*DATA FOR ANALYSIS*.
[Start of Attachment]

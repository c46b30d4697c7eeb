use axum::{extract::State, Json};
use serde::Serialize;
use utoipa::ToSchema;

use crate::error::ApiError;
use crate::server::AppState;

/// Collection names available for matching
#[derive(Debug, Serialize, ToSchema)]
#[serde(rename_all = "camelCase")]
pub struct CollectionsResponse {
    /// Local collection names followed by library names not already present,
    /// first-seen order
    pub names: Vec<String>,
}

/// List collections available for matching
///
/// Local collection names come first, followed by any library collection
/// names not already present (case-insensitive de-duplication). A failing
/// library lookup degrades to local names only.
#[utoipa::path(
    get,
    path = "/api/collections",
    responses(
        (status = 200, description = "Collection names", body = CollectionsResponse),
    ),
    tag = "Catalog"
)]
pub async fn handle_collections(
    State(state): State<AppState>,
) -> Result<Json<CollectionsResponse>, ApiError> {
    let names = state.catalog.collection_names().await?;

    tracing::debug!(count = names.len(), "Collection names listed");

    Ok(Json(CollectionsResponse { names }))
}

[End of Attachment]
[Start of Attachment]

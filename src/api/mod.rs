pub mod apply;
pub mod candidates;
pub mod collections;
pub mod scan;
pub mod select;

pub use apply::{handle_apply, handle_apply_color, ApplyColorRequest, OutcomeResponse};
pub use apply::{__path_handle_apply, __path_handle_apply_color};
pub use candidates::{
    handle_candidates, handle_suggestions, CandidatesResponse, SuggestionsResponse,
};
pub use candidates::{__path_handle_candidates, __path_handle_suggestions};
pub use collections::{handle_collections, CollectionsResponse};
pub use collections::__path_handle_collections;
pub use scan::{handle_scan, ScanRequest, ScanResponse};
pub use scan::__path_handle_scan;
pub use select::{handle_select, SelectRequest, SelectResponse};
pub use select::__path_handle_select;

[End of Attachment]

*WORK ORDER*.
Scan the material for the word "Serialize". Return every line where it is found.

*RESULT BELOW*.
use serde::Serialize;
#[derive(Debug, Serialize, ToSchema)]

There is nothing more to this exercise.